|Explore||We know basic parts of a plant, some names of plants, and their purposes. In class, we learned the parts of the plant, how they reproduce, and examples of different types of flowers. Interesting questions we want to know are: Why can't they pollinate with other types of plants? How do they get...|
|Research Question||We are going to study pollen, grow pollen tubes, and observe pollinators.|
|Predictions||1. Pollen- We predicted that the pollen would look the same for the same species. 2. Pollen tubes- We thought the sugar would produce better pollen tubes than boric acid and distilled water. 3. Pollinators- We thought the brighter flowers, the red ones, would attract more pollinators.|
|Experimental Design||1. Pollen- Observe various types of pollen at 400x mag. 2. Pollen tubes- Put pollen in humidity chambers overnight. 3. Pollinators- Observe pollinators outside on specific flowers for 10 minutes.|
|Conclusion||1. Pollen- The pollen was different for different species, but with similar characteristics for the same species. 2. Pollen tubes- We found out that our hypothesis was correct and the sugar water showed more pollen tubes. 3. Pollinators- The red flowers did attract more pollinators than the...|
Thank you for all your help with learning pollination and guiding us through our observations. We are finished with our project now.
We are not sure what type of lab we could do inside without access to pollinators or flowers.
Hello Team! I see you've summarized your pollinator observations in your report. You hypothesized that the red flowers would see more visits than the pink flowers by pollinators and you observed that more pollinators visited the red flowers. Can you think of another experiment you could do to determine how pollinators select flowers to visit (based on color) in the lab instead of outside?
We think the sugar water worked the best because the sweetness of the water acts like the nectar in the flower.
It is great to hear that your experiment worked! Why do you think the sugar water was the best solution for the pollen tube?
10-27-16, we observed the pollen tubes with sugar water, boric acid, and distilled water. We saw that the sugar water grew pollen tubes the best overall. The snapdragons with sugar water grew the most and actually produced tubes. They didn't change with boric acid or regular water. Cosmos had buds with spikes in the sugar water and boric acid, and had little buds with water.
Today, we started to grow pollen tubes. Our microscope slides are sitting in humidity chambers for 24 hours. We will look for pollen tubes tomorrow.

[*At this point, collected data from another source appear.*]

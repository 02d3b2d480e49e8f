use axum::{Json, Router, extract::State, http::StatusCode, routing::post};
use serde::{Deserialize, Serialize};
use utoipa::ToSchema;

use crate::error::Result;
use crate::school;
use crate::server::AppState;
use crate::{auth, auth::Principal};

#[derive(Deserialize, ToSchema)]
pub struct RegisterSchoolRequest {
    pub school_name: String,
    pub email: String,
    #[serde(default)]
    pub phone: String,
    pub admin_name: String,
    pub admin_email: String,
    pub admin_password: String,
}

#[derive(Serialize, ToSchema)]
pub struct RegisterSchoolResponse {
    pub school_id: i64,
    pub admin_id: i64,
}

#[utoipa::path(
    context_path = "/api/public",
    path = "/register_school",
    method(post),
    request_body = RegisterSchoolRequest,
    responses(
        (status = 201, description = "School and admin created", body = RegisterSchoolResponse),
        (status = 409, description = "Email already registered")
    )
)]
pub async fn register_school(
    State(state): State<AppState>,
    Json(req): Json<RegisterSchoolRequest>,
) -> Result<(StatusCode, Json<RegisterSchoolResponse>)> {
    let (school_id, admin_id) = school::register_school(
        &state.db,
        req.school_name,
        req.email,
        req.phone,
        req.admin_name,
        req.admin_email,
        req.admin_password,
    )
    .await?;
    Ok((
        StatusCode::CREATED,
        Json(RegisterSchoolResponse {
            school_id,
            admin_id,
        }),
    ))
}

#[derive(Deserialize, ToSchema)]
pub struct LoginRequest {
    pub email: String,
    pub password: String,
}

#[derive(Serialize, ToSchema)]
pub struct LoginResponse {
    pub token: String,
}

#[utoipa::path(
    context_path = "/api/public",
    path = "/login",
    method(post),
    request_body = LoginRequest,
    responses(
        (status = 200, description = "Login successful", body = LoginResponse),
        (status = 401, description = "Invalid credentials")
    )
)]
pub async fn login(
    State(state): State<AppState>,
    Json(req): Json<LoginRequest>,
) -> Result<Json<LoginResponse>> {
    let token = auth::login(&state.db, req.email, req.password, time::Duration::days(7)).await?;
    Ok(Json(LoginResponse { token }))
}

#[utoipa::path(
    context_path = "/api/public",
    path = "/me",
    method(get),
    responses((status = 200, body = Principal), (status = 401))
)]
pub async fn me(principal: Principal) -> Json<Principal> {
    Json(principal)
}

pub fn routes() -> Router<AppState> {
    Router::new()
        .route("/register_school", post(register_school))
        .route("/login", post(login))
        .route("/me", axum::routing::get(me))
}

We hypothesize that the one with sugar water will be the most effective.
Pollen Tube Lab
Hypothesis: We think the sugar water solution will work better than a mineral and water one.
- Make + label humidity chambers.
- Sprinkle pollen on 3 microscope slides for the 2 types of pollen each tested.
- For each pollen tested add 1-2 drops of water on one slide, 1-2 drops of sugar water + 1-2 drops of boric acid on separate slides.
- Place slides in humidity chambers. Check for pollen tubes growth after 24 hours
All of our pollen samples had a yellow color in them like we predicted, but the size range was smaller than what we guessed. Not all of the slides looked the same, but ones of similar species (new and older) had similar characteristics.
We think our original hypotheses fit our observations because the hypotheses were pretty close to what we observed and discovered in the pollen.
Hello Team! I see you have uploaded an excel file with your pollen observation results as well as a written doc. You state your hypotheses, but how do your observations fit, or not fit with your your original hypotheses?
Our lab report data has been uploaded so you can check out our observations and conclusions.
My hypotheses are:
1. What does pollen look like?
I think pollen looks like small yellow grains or yellow fuzz on the top of a flower.
2. What is the size range of pollen grains?
I think the size range of pollen is from a fine piece of dust or dirt to a piece of fuzz.
3. Does all pollen look the same or different?
I don't think that all pollen looks the same, and might depend on the plant.
4. If pollen looks different, does the pollen of similar species look the same?
Pollen of the same or similar species probably looks similar because the plants look the same.